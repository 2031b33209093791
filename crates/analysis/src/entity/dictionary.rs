//! Business-dictionary entity extraction: exact phrase lookup plus fuzzy
//! matching through a [`TermSimilarity`] collaborator.

use querylens_config::knowledge::BusinessTermEntry;
use querylens_core::text::{Word, contains_phrase, is_stopword, words};
use querylens_core::{Entity, ExtractionMethod, TermMatch, TermSimilarity};
use std::sync::Arc;

pub const EXACT_CONFIDENCE: f64 = 0.9;
/// Fuzzy confidence is `similarity x FUZZY_FACTOR`.
pub const FUZZY_FACTOR: f64 = 0.8;
/// Fuzzy matches at or below this similarity are ignored.
pub const FUZZY_THRESHOLD: f64 = 0.8;

/// [`TermSimilarity`] over the single-word dictionary terms using
/// normalized Levenshtein similarity.
pub struct DictionarySimilarity {
    terms: Vec<String>,
}

impl DictionarySimilarity {
    pub fn new(entries: &[BusinessTermEntry]) -> Self {
        let mut terms: Vec<String> = entries
            .iter()
            .filter(|e| !e.term.contains(' '))
            .map(|e| e.term.to_lowercase())
            .collect();
        terms.dedup();
        Self { terms }
    }
}

impl TermSimilarity for DictionarySimilarity {
    fn best_match(&self, word: &str) -> Option<TermMatch> {
        let word = word.to_lowercase();
        self.terms
            .iter()
            .map(|term| TermMatch {
                term: term.clone(),
                similarity: strsim::normalized_levenshtein(&word, term),
            })
            .filter(|m| m.similarity > 0.0)
            .max_by(|a, b| a.similarity.total_cmp(&b.similarity))
    }
}

pub struct BusinessTermMatcher {
    entries: Vec<BusinessTermEntry>,
    similarity: Option<Arc<dyn TermSimilarity>>,
}

impl BusinessTermMatcher {
    pub fn new(entries: Vec<BusinessTermEntry>, similarity: Option<Arc<dyn TermSimilarity>>) -> Self {
        Self {
            entries,
            similarity,
        }
    }

    /// Dictionary entries present in the question, exact or plural.
    pub fn matched_entries<'a>(&'a self, question: &str) -> Vec<(&'a BusinessTermEntry, usize, String)> {
        let lower = question.to_lowercase();
        let tokens = words(question);
        self.entries
            .iter()
            .filter_map(|entry| {
                let term = entry.term.to_lowercase();
                let surface = [term.clone(), format!("{term}s"), format!("{term}es")]
                    .into_iter()
                    .find(|form| contains_phrase(&lower, form))?;
                let (position, original) = locate(&tokens, &surface);
                Some((entry, position, original))
            })
            .collect()
    }

    pub fn extract(&self, question: &str) -> Vec<Entity> {
        let matched = self.matched_entries(question);
        let mut found: Vec<Entity> = matched
            .iter()
            .map(|(entry, position, original)| {
                Entity::new(
                    entry.entity_name(),
                    entry.entity_type,
                    original.as_str(),
                    *position,
                    EXACT_CONFIDENCE,
                    ExtractionMethod::BusinessTerm,
                )
            })
            .collect();

        let Some(similarity) = &self.similarity else {
            return found;
        };

        let covered: Vec<usize> = matched.iter().map(|(_, position, _)| *position).collect();
        for word in words(question) {
            if covered.contains(&word.index) || word.lower.len() < 4 || is_stopword(&word.lower) {
                continue;
            }
            let Some(hit) = similarity.best_match(&word.lower) else {
                continue;
            };
            if hit.similarity <= FUZZY_THRESHOLD || hit.similarity >= 1.0 {
                continue;
            }
            let Some(entry) = self.entries.iter().find(|e| e.term.eq_ignore_ascii_case(&hit.term)) else {
                continue;
            };
            found.push(Entity::new(
                entry.entity_name(),
                entry.entity_type,
                word.text.as_str(),
                word.index,
                hit.similarity * FUZZY_FACTOR,
                ExtractionMethod::Fuzzy,
            ));
        }
        found
    }
}

/// Word index and original text of the first occurrence of `phrase_lower`.
fn locate(tokens: &[Word], phrase_lower: &str) -> (usize, String) {
    let parts: Vec<&str> = phrase_lower.split_whitespace().collect();
    if parts.is_empty() {
        return (0, String::new());
    }
    for window in tokens.windows(parts.len()) {
        if window.iter().zip(&parts).all(|(w, p)| w.lower == *p) {
            let text = window
                .iter()
                .map(|w| w.text.as_str())
                .collect::<Vec<_>>()
                .join(" ");
            return (window[0].index, text);
        }
    }
    (0, phrase_lower.to_string())
}

#[cfg(test)]
mod tests {
    use super::*;
    use querylens_config::KnowledgeBase;
    use querylens_core::EntityType;

    fn matcher() -> BusinessTermMatcher {
        let kb = KnowledgeBase::builtin();
        let similarity = Arc::new(DictionarySimilarity::new(&kb.business_terms));
        BusinessTermMatcher::new(kb.business_terms, Some(similarity))
    }

    #[test]
    fn exact_terms_in_example() {
        let found = matcher().extract("What is the total deposit amount for UK players last month?");
        let get = |name: &str| found.iter().find(|e| e.name == name).unwrap();

        let deposit = get("deposit");
        assert_eq!(deposit.entity_type, EntityType::Metric);
        assert_eq!(deposit.confidence, EXACT_CONFIDENCE);
        assert_eq!(deposit.position, 4);

        let uk = get("UK");
        assert_eq!(uk.entity_type, EntityType::Dimension);
        assert_eq!(uk.original_text, "UK");

        let players = get("players");
        assert_eq!(players.entity_type, EntityType::Table);
        assert_eq!(players.original_text, "players");

        assert_eq!(get("last month").entity_type, EntityType::TimeReference);
        assert!(found.iter().all(|e| e.extraction_method == ExtractionMethod::BusinessTerm));
    }

    #[test]
    fn fuzzy_match_discounts_confidence() {
        let found = matcher().extract("sum of withdrawl volume");
        let w = found
            .iter()
            .find(|e| e.extraction_method == ExtractionMethod::Fuzzy)
            .unwrap();
        assert_eq!(w.name, "withdrawal");
        assert_eq!(w.original_text, "withdrawl");
        assert!(w.confidence < FUZZY_FACTOR);
        assert!(w.confidence > FUZZY_THRESHOLD * FUZZY_FACTOR);
    }

    #[test]
    fn weak_similarity_is_rejected() {
        let found = matcher().extract("average ticket resolution");
        assert!(found.iter().all(|e| e.extraction_method != ExtractionMethod::Fuzzy));
    }

    #[test]
    fn best_match_prefers_closest_term() {
        let sim = DictionarySimilarity::new(&KnowledgeBase::builtin().business_terms);
        let hit = sim.best_match("deposti").unwrap();
        assert_eq!(hit.term, "deposit");
    }
}
/// One value per context category.
#[derive(Debug, Clone, Copy, PartialEq, Serialize, Deserialize)]
pub struct CategoryWeights {
    #[serde(default = "one")]
    pub schema: f64,
    #[serde(default = "one")]
    pub business: f64,
    #[serde(default = "one")]
    pub examples: f64,
    #[serde(default = "one")]
    pub rules: f64,
    #[serde(default = "one")]
    pub glossary: f64,
}

fn one() -> f64 {
    1.0
}

impl CategoryWeights {
    pub const NEUTRAL: CategoryWeights = CategoryWeights::new(1.0, 1.0, 1.0, 1.0, 1.0);

    pub const fn new(schema: f64, business: f64, examples: f64, rules: f64, glossary: f64) -> Self {
        Self {
            schema,
            business,
            examples,
            rules,
            glossary,
        }
    }

    pub fn get(&self, category: ContextCategory) -> f64 {
        match category {
            ContextCategory::Schema => self.schema,
            ContextCategory::BusinessContext => self.business,
            ContextCategory::Examples => self.examples,
            ContextCategory::Rules => self.rules,
            ContextCategory::Glossary => self.glossary,
        }
    }

    pub fn sum(&self) -> f64 {
        ContextCategory::ALL.iter().map(|c| self.get(*c)).sum()
    }
}

impl Default for CategoryWeights {
    fn default() -> Self {
        Self::NEUTRAL
    }
}

/// Token counts per category for the fixed minimal budget.
#[derive(Debug, Clone, Copy, PartialEq, Eq, Serialize, Deserialize)]
pub struct CategoryTokens {
    pub schema: usize,
    pub business: usize,
    pub examples: usize,
    pub rules: usize,
    pub glossary: usize,
}
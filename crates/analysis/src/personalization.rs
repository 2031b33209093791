//! Per-user adjustments applied after validation.

use querylens_config::knowledge::DomainProfile;
use querylens_config::{AnalysisConfig, KnowledgeBase, UserPreferences};
use querylens_core::Domain;
use std::collections::HashMap;
use tracing::debug;

pub struct Personalizer {
    users: HashMap<String, UserPreferences>,
    profiles: Vec<DomainProfile>,
    low_threshold: f64,
}

impl Personalizer {
    pub fn new(
        users: HashMap<String, UserPreferences>,
        knowledge: &KnowledgeBase,
        config: &AnalysisConfig,
    ) -> Self {
        Self {
            users,
            profiles: knowledge.domains.clone(),
            low_threshold: config.low_domain_threshold,
        }
    }

    pub fn preferences(&self, user_id: &str) -> Option<&UserPreferences> {
        self.users.get(user_id)
    }

    /// Replace a `General` or weak domain with the user's preferred one.
    ///
    /// Returns the domain to use and whether it was replaced.
    pub fn personalize_domain(&self, user_id: &str, domain: Domain) -> (Domain, bool) {
        let Some(preferred) = self
            .users
            .get(user_id)
            .and_then(|p| p.preferred_domain.as_deref())
        else {
            return (domain, false);
        };
        if preferred.eq_ignore_ascii_case(&domain.name) {
            return (domain, false);
        }
        if !domain.is_general() && domain.relevance_score >= self.low_threshold {
            return (domain, false);
        }

        let relevance = domain.relevance_score.max(self.low_threshold);
        let replaced = match self.profiles.iter().find(|p| p.name.eq_ignore_ascii_case(preferred)) {
            Some(profile) => Domain {
                name: profile.name.clone(),
                description: profile.description.clone(),
                key_concepts: Vec::new(),
                related_tables: profile.related_tables.clone(),
                relevance_score: relevance,
            },
            None => Domain::new(preferred, relevance),
        };
        debug!(user_id, from = %domain.name, to = %replaced.name, "Preferred domain applied");
        (replaced, true)
    }

    /// The user's term boosts that apply to any of `terms`.
    pub fn term_boosts(&self, user_id: &str, terms: &[String]) -> HashMap<String, f64> {
        let Some(prefs) = self.users.get(user_id) else {
            return HashMap::new();
        };
        prefs
            .term_boosts
            .iter()
            .filter(|(term, _)| {
                terms.iter().any(|t| {
                    t.eq_ignore_ascii_case(term)
                        || t.to_lowercase().trim_end_matches('s') == term.to_lowercase().trim_end_matches('s')
                })
            })
            .map(|(term, boost)| (term.clone(), *boost))
            .collect()
    }
}

#[cfg(test)]
mod tests {
    use super::*;

    fn personalizer() -> Personalizer {
        let mut users = HashMap::new();
        users.insert(
            "analyst-7".to_string(),
            UserPreferences {
                preferred_domain: Some("gaming".into()),
                term_boosts: HashMap::from([("ggr".to_string(), 0.2)]),
                ..Default::default()
            },
        );
        Personalizer::new(users, &KnowledgeBase::builtin(), &AnalysisConfig::default())
    }

    #[test]
    fn general_domain_replaced_by_preference() {
        let (domain, applied) = personalizer().personalize_domain("analyst-7", Domain::general(0.1));
        assert!(applied);
        assert_eq!(domain.name, "Gaming");
        assert!((domain.relevance_score - 0.3).abs() < 1e-9);
        assert!(domain.related_tables.contains(&"bets".to_string()));
    }

    #[test]
    fn confident_domain_kept() {
        let (domain, applied) =
            personalizer().personalize_domain("analyst-7", Domain::new("Banking", 0.34));
        assert!(!applied);
        assert_eq!(domain.name, "Banking");
    }

    #[test]
    fn unknown_user_is_untouched() {
        let p = personalizer();
        let (domain, applied) = p.personalize_domain("someone", Domain::general(0.0));
        assert!(!applied);
        assert!(domain.is_general());
        assert!(p.term_boosts("someone", &["ggr".into()]).is_empty());
    }

    #[test]
    fn boosts_only_for_present_terms() {
        let p = personalizer();
        assert_eq!(p.term_boosts("analyst-7", &["GGR".into()]).get("ggr"), Some(&0.2));
        assert!(p.term_boosts("analyst-7", &["deposit".into()]).is_empty());
    }
}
* * * * * * *
Transcribe exactly, and only, the lines from the opening line of the records through the line containing "use querylens_config::knowledge::BusinessTermEntry;".

**FINAL ANSWER:**
repository 2031b33209093791
filename crates/analysis/src/entity/dictionary.rs
//! Business-dictionary entity extraction: exact phrase lookup plus fuzzy
//! matching through a [`TermSimilarity`] collaborator.

use querylens_config::knowledge::BusinessTermEntry;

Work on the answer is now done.